In The Earth (2021, Ben Wheatley) 107 minutes
Some people made sourdough in lockdown; others got into exercising with that cookbook fella with the hair; yet more just revelled in doing bugger all for the better part of a year. Ben Wheatley, former director of Kill List and future director of The Meg 2, put together this crackerjack modern folk horror.5 Joel Fry, Reece Shearsmith and Hayley Squires are all searching for something in the woods of Somerset — but will they like what they find, and even if they find it, what will they say?
Review of the month sponsored by the biscuits I can’t remember the name of so call “Chocolate Lesbians”
The Age of Innocence (1993, Martin Scorsese) 139 minutes
Did you know that Marty does films other than overlong hyperviolent gangster epics? Well, yeah, you probably did, but that’s the brush he’s often tarred with, often by oversensitive Marvel fans upset that Ol’ Eyebrows dismissed their beloved metafranchise as trash and rollercoasters. Even the Scor-zay-zee faithful may find themselves taken aback by this, however: a visually lush, controlled, and emotionally wrenching Edith Wharton adaptation.
As with most of the late lady Wharton’s work, The Age of Innocence concerns itself with matters of the heart, and their fundamental incompatibility with the strict social mores of 19th century New York. In this case, it’s the hypebeast himself Daniel Day-Lewis as a refined lawyer betrothed to young Winona Ryder, from an equally respectable family. The fly in the ointment is Michelle Pfeiffer as Winona’s recently (and scandalously) divorced countess cousin, whomst he falls helplessly in love with.
And it all works out fine! No, obviously not, c’mon.

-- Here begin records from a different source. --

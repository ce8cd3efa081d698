//! Output formatting for the CLI.

use crate::config::OutputFormat;
use colored::*;

/// Output formatter.
pub struct Formatter {
    format: OutputFormat,
    color_enabled: bool,
}

impl Formatter {
    /// Create a new formatter.
    pub fn new(format: OutputFormat, color_enabled: bool) -> Self {
        Self {
            format,
            color_enabled,
        }
    }

    /// Active output format.
    pub fn format(&self) -> OutputFormat {
        self.format
    }

    /// Format a success message.
    pub fn success(&self, message: &str) -> String {
        self.colorize(&format!("✓ {}", message), "green")
    }

    /// Format an error message.
    pub fn error(&self, message: &str) -> String {
        self.colorize(&format!("✗ {}", message), "red")
    }

    /// Format an info message.
    pub fn info(&self, message: &str) -> String {
        self.colorize(&format!("ℹ {}", message), "blue")
    }

    /// Format a warning message.
    pub fn warning(&self, message: &str) -> String {
        self.colorize(&format!("⚠ {}", message), "yellow")
    }

    /// Format a setup step status line.
    pub fn step(&self, complete: bool, title: &str) -> String {
        if complete {
            self.colorize(&format!("● {}", title), "green")
        } else {
            self.colorize(&format!("○ {}", title), "yellow")
        }
    }

    /// Colorize text if color is enabled.
    fn colorize(&self, text: &str, color: &str) -> String {
        if !self.color_enabled {
            return text.to_string();
        }

        match color {
            "red" => text.red().to_string(),
            "green" => text.green().to_string(),
            "blue" => text.blue().to_string(),
            "yellow" => text.yellow().to_string(),
            _ => text.to_string(),
        }
    }
}

#[cfg(test)]
mod tests {
    use super::*;

    #[test]
    fn test_colorize_disabled() {
        let formatter = Formatter::new(OutputFormat::Text, false);
        assert_eq!(formatter.success("test"), "✓ test");
        assert_eq!(formatter.error("test"), "✗ test");
    }

    #[test]
    fn test_step_markers() {
        let formatter = Formatter::new(OutputFormat::Text, false);
        assert_eq!(formatter.step(true, "done"), "● done");
        assert_eq!(formatter.step(false, "todo"), "○ todo");
    }
}
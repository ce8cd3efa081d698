//! Newline-chunked output stream

use crate::error::ArtifactError;
use std::io::Write;
use tracing::debug;

/// Append-only sink for handler status chunks.
///
/// Each chunk is written as one newline-terminated unit and flushed,
/// so the caller observes chunks in write order. The sink is local to
/// one request lifecycle.
pub struct OutputStream<'a> {
    sink: &'a mut dyn Write,
}

impl<'a> OutputStream<'a> {
    /// Wrap a writer as a chunk stream
    pub fn new(sink: &'a mut dyn Write) -> Self {
        Self { sink }
    }

    /// Write one newline-terminated chunk
    pub fn write_chunk(&mut self, content: &str) -> Result<(), ArtifactError> {
        debug!("writing chunk ({} bytes)", content.len());
        writeln!(self.sink, "{}", content)?;
        self.sink.flush()?;
        Ok(())
    }
}

#[cfg(test)]
mod tests {
    use super::*;

    #[test]
    fn test_chunks_are_newline_terminated() {
        let mut sink = Vec::new();
        let mut stream = OutputStream::new(&mut sink);

        stream.write_chunk("first").unwrap();
        stream.write_chunk("second\nline").unwrap();

        assert_eq!(String::from_utf8(sink).unwrap(), "first\nsecond\nline\n");
    }
}
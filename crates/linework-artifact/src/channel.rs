//! Channel configuration document handler

use crate::error::ArtifactError;
use crate::handler::{CreateRequest, DocumentHandler, UpdateRequest};
use crate::stream::OutputStream;
use linework_domain::ChannelConfig;
use linework_extractor::extract;
use linework_validator::Validator;
use tracing::{debug, info, warn};

// Fixed wire contract - the client matches on these prefixes verbatim.
const ERROR_PREFIX: &str = "エラー:";
const SUCCESS_PREFIX: &str = "設定を更新しました:";

/// Handler for the `line` artifact: channel configuration documents.
///
/// On update it runs the extraction pipeline over the supplied
/// description, merges the recognized fields into the prior
/// configuration, validates the result, and reports either an itemized
/// error list or the updated configuration - exactly one chunk either
/// way. A rejected update still persists the merged fields.
pub struct ChannelConfigHandler {
    validator: Validator,
}

impl ChannelConfigHandler {
    /// Create a new handler
    pub fn new() -> Self {
        Self {
            validator: Validator::new(),
        }
    }

    fn parse_content(&self, content: &str) -> ChannelConfig {
        match ChannelConfig::parse(content) {
            Ok(config) => config,
            Err(e) => {
                debug!("unparseable prior content, starting from empty: {}", e);
                ChannelConfig::empty()
            }
        }
    }
}

impl DocumentHandler for ChannelConfigHandler {
    fn kind(&self) -> &'static str {
        "line"
    }

    fn on_create(
        &self,
        request: &CreateRequest<'_>,
        stream: &mut OutputStream<'_>,
    ) -> Result<String, ArtifactError> {
        info!("creating line document {} ({})", request.id, request.title);

        // Emptiness is the accepted initial state; validation is not
        // invoked at creation time.
        let initial = ChannelConfig::empty().to_pretty_json()?;
        stream.write_chunk(&initial)?;
        Ok(initial)
    }

    fn on_update(
        &self,
        request: &UpdateRequest<'_>,
        stream: &mut OutputStream<'_>,
    ) -> Result<String, ArtifactError> {
        info!("updating line document {}", request.id);

        let mut config = self.parse_content(request.content);

        if let Some(description) = request.description {
            let partial = extract(description);
            config = config.merge(&partial);
        }

        let errors = self.validator.validate(&config);
        if !errors.is_empty() {
            warn!(
                "update of {} rejected with {} validation error(s)",
                request.id,
                errors.len()
            );
            stream.write_chunk(&format!("{}\n{}", ERROR_PREFIX, errors.join("\n")))?;
            // Merged fields are kept even when validation rejects them.
            return Ok(config.to_pretty_json()?);
        }

        let serialized = config.to_pretty_json()?;
        stream.write_chunk(&format!("{}\n{}", SUCCESS_PREFIX, serialized))?;
        Ok(serialized)
    }
}

impl Default for ChannelConfigHandler {
    fn default() -> Self {
        Self::new()
    }
}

This being a repressed costume drama-type-deal, nobody can fully admit to their feelings, between the expectations of upper crust society and their own terminally stiff upper lips. DDL gives a typically transcendent performance, as do Pfeiffer and Winona, and there’s some tasty walk-on parts for Miriam Margolyes and Richard E Grant., but the real star is the gorgeous recreation of the era and Scorsese’s Powell and Pressburger-indebted direction.
Best of the rest
The One and Only Herb McGwyer Plays Wallis Island (2007, James Griffiths) Brilliantly surreal comedy poet Tim Key and comedy partner Tom Basden write and star in this folky comedy short (Watch on Moxie Pictures)

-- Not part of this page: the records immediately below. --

//! Free-text extraction functions

use crate::rules::RULES;
use linework_domain::{MessageSchedule, PartialChannelConfig, ScheduleUnit};
use once_cell::sync::Lazy;
use regex::Regex;
use tracing::debug;

/// Extract recognizable configuration fields from free text.
///
/// Each rule is applied independently; the first match per field wins
/// and a field whose rule does not match is left absent (never set to
/// the empty string). Identical input always yields an identical
/// result. No side effects.
pub fn extract(text: &str) -> PartialChannelConfig {
    let mut partial = PartialChannelConfig::new();

    for rule in RULES.iter() {
        if let Some(captures) = rule.regex.captures(text) {
            if let Some(value) = captures.get(1) {
                debug!("recognized {} in description", rule.field.as_str());
                partial.set(rule.field, value.as_str().to_string());
            }
        }
    }

    partial
}

static SCHEDULE_PATTERN: Lazy<Regex> =
    Lazy::new(|| Regex::new(r"([0-9]+)\s*(分|時間|日)後").expect("SCHEDULE_PATTERN: invalid regex"));

/// Recognize a delivery delay phrase (N分後 / N時間後 / N日後).
///
/// Returns `None` when no delay phrase is present; the message is then
/// composed as a draft.
pub fn extract_schedule(text: &str) -> Option<MessageSchedule> {
    let captures = SCHEDULE_PATTERN.captures(text)?;
    let delay: u32 = captures.get(1)?.as_str().parse().ok()?;
    let unit = match captures.get(2)?.as_str() {
        "分" => ScheduleUnit::Minutes,
        "時間" => ScheduleUnit::Hours,
        _ => ScheduleUnit::Days,
    };

    Some(MessageSchedule { delay, unit })
}

#[cfg(test)]
mod tests {
    use super::*;

    #[test]
    fn test_extract_access_token_quoted() {
        let partial = extract("アクセストークンは「abc123-XYZ」です");
        assert_eq!(partial.access_token.as_deref(), Some("abc123-XYZ"));
        assert!(partial.channel_id.is_none());
        assert!(partial.channel_secret.is_none());
        assert!(partial.webhooks.is_none());
    }

    #[test]
    fn test_extract_channel_id_digits_only() {
        let partial = extract("チャネルIDは12345です");
        assert_eq!(partial.channel_id.as_deref(), Some("12345"));
    }

    #[test]
    fn test_extract_channel_id_alternate_spelling() {
        let partial = extract("チャンネルIDを「98765」に変更");
        assert_eq!(partial.channel_id.as_deref(), Some("98765"));
    }

    #[test]
    fn test_extract_channel_secret() {
        let partial = extract("シークレットは「s3cret99」にしてください");
        assert_eq!(partial.channel_secret.as_deref(), Some("s3cret99"));
    }

    #[test]
    fn test_extract_webhook_stops_at_closing_quote() {
        let partial = extract("Webhook URLは「https://example.com/cb」です");
        assert_eq!(partial.webhooks.as_deref(), Some("https://example.com/cb"));
    }

    #[test]
    fn test_extract_webhook_stops_at_whitespace() {
        let partial = extract("Webhookは https://example.com/cb に設定");
        assert_eq!(partial.webhooks.as_deref(), Some("https://example.com/cb"));
    }

    #[test]
    fn test_extract_webhook_requires_http_scheme() {
        let partial = extract("Webhook URLは「ftp://example.com」です");
        assert!(partial.webhooks.is_none());
    }

    #[test]
    fn test_extract_multiple_fields_from_one_text() {
        let partial = extract(
            "チャネルIDは「12345」、シークレットは「abc123」、アクセストークンは「tok-en_1」です",
        );
        assert_eq!(partial.channel_id.as_deref(), Some("12345"));
        assert_eq!(partial.channel_secret.as_deref(), Some("abc123"));
        assert_eq!(partial.access_token.as_deref(), Some("tok-en_1"));
    }

    #[test]
    fn test_extract_english_cue_phrases() {
        let partial = extract("Set Channel ID 12345 and Access Token abc-123_x");
        assert_eq!(partial.channel_id.as_deref(), Some("12345"));
        assert_eq!(partial.access_token.as_deref(), Some("abc-123_x"));
    }

    #[test]
    fn test_extract_omits_unmentioned_fields() {
        let partial = extract("今日はいい天気ですね");
        assert!(partial.is_empty());
    }

    #[test]
    fn test_extract_first_match_per_field_wins() {
        let partial = extract("チャネルIDは111です。チャネルIDは222です。");
        assert_eq!(partial.channel_id.as_deref(), Some("111"));
    }

    #[test]
    fn test_extract_cue_without_value_is_a_miss() {
        // Cue present but nothing in the value class follows
        let partial = extract("アクセストークンは？");
        assert!(partial.access_token.is_none());
    }

    #[test]
    fn test_extract_is_deterministic() {
        let text = "チャネルIDは12345、Webhookはhttps://example.com です";
        assert_eq!(extract(text), extract(text));
    }

    #[test]
    fn test_extract_schedule_minutes() {
        let schedule = extract_schedule("30分後に送信してください").unwrap();
        assert_eq!(schedule.delay, 30);
        assert_eq!(schedule.unit, ScheduleUnit::Minutes);
    }

    #[test]
    fn test_extract_schedule_hours() {
        let schedule = extract_schedule("2時間後").unwrap();
        assert_eq!(schedule.delay, 2);
        assert_eq!(schedule.unit, ScheduleUnit::Hours);
    }

    #[test]
    fn test_extract_schedule_days() {
        let schedule = extract_schedule("3日後にリマインドを送る").unwrap();
        assert_eq!(schedule.delay, 3);
        assert_eq!(schedule.unit, ScheduleUnit::Days);
    }

    #[test]
    fn test_extract_schedule_none_without_delay_phrase() {
        assert!(extract_schedule("こんにちは").is_none());
        assert!(extract_schedule("後で送る").is_none());
    }
}
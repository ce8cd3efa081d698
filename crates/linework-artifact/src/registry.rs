//! Handler registry mapping artifact kinds to document handlers

use crate::channel::ChannelConfigHandler;
use crate::error::ArtifactError;
use crate::handler::{CreateRequest, DocumentHandler, UpdateRequest};
use crate::messaging::MessagingHandler;
use crate::stream::OutputStream;

/// Registry of document handlers keyed by artifact kind
pub struct HandlerRegistry {
    handlers: Vec<Box<dyn DocumentHandler>>,
}

impl HandlerRegistry {
    /// Create a new empty registry
    pub fn new() -> Self {
        Self {
            handlers: Vec::new(),
        }
    }

    /// Register a handler.
    ///
    /// A handler already registered for the same kind is replaced.
    pub fn register(&mut self, handler: Box<dyn DocumentHandler>) {
        let kind = handler.kind();
        self.handlers.retain(|h| h.kind() != kind);
        self.handlers.push(handler);
    }

    /// Look up the handler for an artifact kind
    pub fn get(&self, kind: &str) -> Option<&dyn DocumentHandler> {
        self.handlers
            .iter()
            .find(|h| h.kind() == kind)
            .map(|h| h.as_ref())
    }

    /// Registered kinds, in registration order
    pub fn kinds(&self) -> Vec<&'static str> {
        self.handlers.iter().map(|h| h.kind()).collect()
    }

    /// Number of registered handlers
    pub fn handler_count(&self) -> usize {
        self.handlers.len()
    }

    /// Run document creation for a kind
    pub fn on_create(
        &self,
        kind: &str,
        request: &CreateRequest<'_>,
        stream: &mut OutputStream<'_>,
    ) -> Result<String, ArtifactError> {
        self.get(kind)
            .ok_or_else(|| ArtifactError::UnknownKind(kind.to_string()))?
            .on_create(request, stream)
    }

    /// Run one update cycle for a kind
    pub fn on_update(
        &self,
        kind: &str,
        request: &UpdateRequest<'_>,
        stream: &mut OutputStream<'_>,
    ) -> Result<String, ArtifactError> {
        self.get(kind)
            .ok_or_else(|| ArtifactError::UnknownKind(kind.to_string()))?
            .on_update(request, stream)
    }
}

impl Default for HandlerRegistry {
    fn default() -> Self {
        Self::new()
    }
}

/// Registry with the built-in LINE handlers registered
pub fn default_registry() -> HandlerRegistry {
    let mut registry = HandlerRegistry::new();
    registry.register(Box::new(ChannelConfigHandler::new()));
    registry.register(Box::new(MessagingHandler::new()));
    registry
}
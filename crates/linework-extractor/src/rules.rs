//! Per-field recognition rules
//!
//! Each rule looks for a field-name cue phrase, an optional particle
//! (は/が/を/の), an optional opening quote (「『"'), then captures a
//! value in the field's character class. The rules are compiled once
//! and shared.

use linework_domain::Field;
use once_cell::sync::Lazy;
use regex::Regex;

/// One recognition rule: cue phrase plus value capture for a field
pub struct FieldRule {
    /// Configuration field this rule produces
    pub field: Field,

    /// Compiled pattern; capture group 1 is the field value
    pub regex: Regex,
}

// Capture group 1 is always the value. The webhook value runs from
// http(s):// to the next whitespace or closing quote (」』"').
const RULE_PATTERNS: &[(Field, &str)] = &[
    (
        Field::ChannelId,
        r#"(?:チャネルID|チャンネルID|(?i:Channel ID))(?:[はがをの])?\s*[「『"']?([0-9]+)"#,
    ),
    (
        Field::ChannelSecret,
        r#"(?:チャネルシークレット|シークレット|(?i:Channel Secret))(?:[はがをの])?\s*[「『"']?([A-Za-z0-9]+)"#,
    ),
    (
        Field::AccessToken,
        r#"(?:アクセストークン|(?i:Access Token))(?:[はがをの])?\s*[「『"']?([A-Za-z0-9_-]+)"#,
    ),
    (
        Field::Webhooks,
        r#"(?i:Webhook)(?:\s*URL)?(?:[はがをの])?\s*[「『"']?(https?://[^\s」』"']+)"#,
    ),
];

/// The extraction rule table, compiled once
pub static RULES: Lazy<Vec<FieldRule>> = Lazy::new(|| {
    RULE_PATTERNS
        .iter()
        .map(|(field, pattern)| FieldRule {
            field: *field,
            regex: Regex::new(pattern).expect("RULE_PATTERNS: invalid regex"),
        })
        .collect()
});

#[cfg(test)]
mod tests {
    use super::*;

    #[test]
    fn test_rules_compile() {
        assert_eq!(RULES.len(), 4);
    }

    #[test]
    fn test_each_rule_has_one_capture_group() {
        for rule in RULES.iter() {
            assert_eq!(rule.regex.captures_len(), 2, "{}", rule.field.as_str());
        }
    }
}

Victim (1961, Basil Dearden) This Dirk Bogarde blackmail drama broke new ground with its frank depiction of homosexuality pre-legalisation. Plus it’s actually very good! Bonus! (Watch on ITVx)

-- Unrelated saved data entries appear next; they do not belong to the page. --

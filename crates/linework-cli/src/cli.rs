//! CLI command definitions and argument parsing.

use clap::{Parser, Subcommand};
use std::path::PathBuf;

/// Linework CLI - Drive the LINE artifact document pipeline.
#[derive(Debug, Parser)]
#[command(name = "linework")]
#[command(version, about, long_about = None)]
pub struct Cli {
    /// Output format
    #[arg(short, long, value_enum, global = true)]
    pub format: Option<CliFormat>,

    /// Disable colored output
    #[arg(long, global = true)]
    pub no_color: bool,

    /// Configuration file path
    #[arg(short, long, global = true)]
    pub config: Option<String>,

    #[command(subcommand)]
    pub command: Command,
}

/// Output format options.
#[derive(Debug, Clone, Copy, clap::ValueEnum)]
pub enum CliFormat {
    /// Human-readable text (default)
    Text,
    /// JSON format
    Json,
    /// Quiet format (exit code / names only)
    Quiet,
}

/// CLI commands.
#[derive(Debug, Subcommand)]
pub enum Command {
    /// Create a new artifact document
    Create(CreateArgs),

    /// Apply a free-text update to a document
    Update(UpdateArgs),

    /// Validate a document's configuration
    Validate(ValidateArgs),

    /// Show the configuration fields recognized in a text
    Extract(ExtractArgs),

    /// Show setup guide progress for a document
    Setup(SetupArgs),
}

/// Arguments for the create command.
#[derive(Debug, Parser)]
pub struct CreateArgs {
    /// Artifact kind
    #[arg(short, long, value_enum, default_value = "line")]
    pub kind: KindArg,

    /// Document title
    #[arg(short, long, default_value = "LINE設定")]
    pub title: String,

    /// Write the created document to this file
    #[arg(short, long)]
    pub output: Option<PathBuf>,
}

/// Arguments for the update command.
#[derive(Debug, Parser)]
pub struct UpdateArgs {
    /// Document file to update
    pub file: PathBuf,

    /// Free-text description of the change
    pub description: String,

    /// Artifact kind
    #[arg(short, long, value_enum, default_value = "line")]
    pub kind: KindArg,

    /// Document title
    #[arg(short, long, default_value = "LINE設定")]
    pub title: String,
}

/// Arguments for the validate command.
#[derive(Debug, Parser)]
pub struct ValidateArgs {
    /// Document file to validate
    pub file: PathBuf,
}

/// Arguments for the extract command.
#[derive(Debug, Parser)]
pub struct ExtractArgs {
    /// Text to extract configuration fields from
    pub text: String,
}

/// Arguments for the setup command.
#[derive(Debug, Parser)]
pub struct SetupArgs {
    /// Document file to inspect
    pub file: PathBuf,
}

/// Artifact kind argument.
#[derive(Debug, Clone, Copy, clap::ValueEnum)]
pub enum KindArg {
    /// Channel configuration document
    Line,
    /// Message composer document
    LineMessaging,
}

impl KindArg {
    /// Artifact kind string used by the handler registry.
    pub fn as_str(&self) -> &'static str {
        match self {
            KindArg::Line => "line",
            KindArg::LineMessaging => "line-messaging",
        }
    }
}

impl From<CliFormat> for crate::config::OutputFormat {
    fn from(format: CliFormat) -> Self {
        match format {
            CliFormat::Text => crate::config::OutputFormat::Text,
            CliFormat::Json => crate::config::OutputFormat::Json,
            CliFormat::Quiet => crate::config::OutputFormat::Quiet,
        }
    }
}

#[cfg(test)]
mod tests {
    use super::*;

    #[test]
    fn test_create_command() {
        let cli = Cli::parse_from(["linework", "create", "--kind", "line"]);
        match cli.command {
            Command::Create(args) => assert_eq!(args.kind.as_str(), "line"),
            _ => panic!("Expected Create command"),
        }
    }

    #[test]
    fn test_update_command() {
        let cli = Cli::parse_from([
            "linework",
            "update",
            "doc.json",
            "チャネルIDは12345です",
            "--kind",
            "line",
        ]);
        match cli.command {
            Command::Update(args) => {
                assert_eq!(args.file.to_str(), Some("doc.json"));
                assert_eq!(args.description, "チャネルIDは12345です");
            }
            _ => panic!("Expected Update command"),
        }
    }

    #[test]
    fn test_messaging_kind() {
        let cli = Cli::parse_from(["linework", "create", "--kind", "line-messaging"]);
        match cli.command {
            Command::Create(args) => assert_eq!(args.kind.as_str(), "line-messaging"),
            _ => panic!("Expected Create command"),
        }
    }

    #[test]
    fn test_extract_command() {
        let cli = Cli::parse_from(["linework", "extract", "some text"]);
        match cli.command {
            Command::Extract(args) => assert_eq!(args.text, "some text"),
            _ => panic!("Expected Extract command"),
        }
    }
}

Supernova (2021, Harry Macqueen) Stanley Tucci and Colin Firth play to their respective strengths — loquacious and charming, reserved and charming — as a middle-aged couple dealing with the looming threat of dementia (Watch on iPlayer)
Thelma (2017, Joachim Trier) Want to know what the makers of The Worst Person in the World did before their titanic millennial drama? They made this psychological thriller about a girl who comes into her sexuality and her telekinetic powers when she starts university (Watch on Channel 4)
And by “go” I of course mean “remain indoors and only move your digits across the telly remote/laptop keyboard”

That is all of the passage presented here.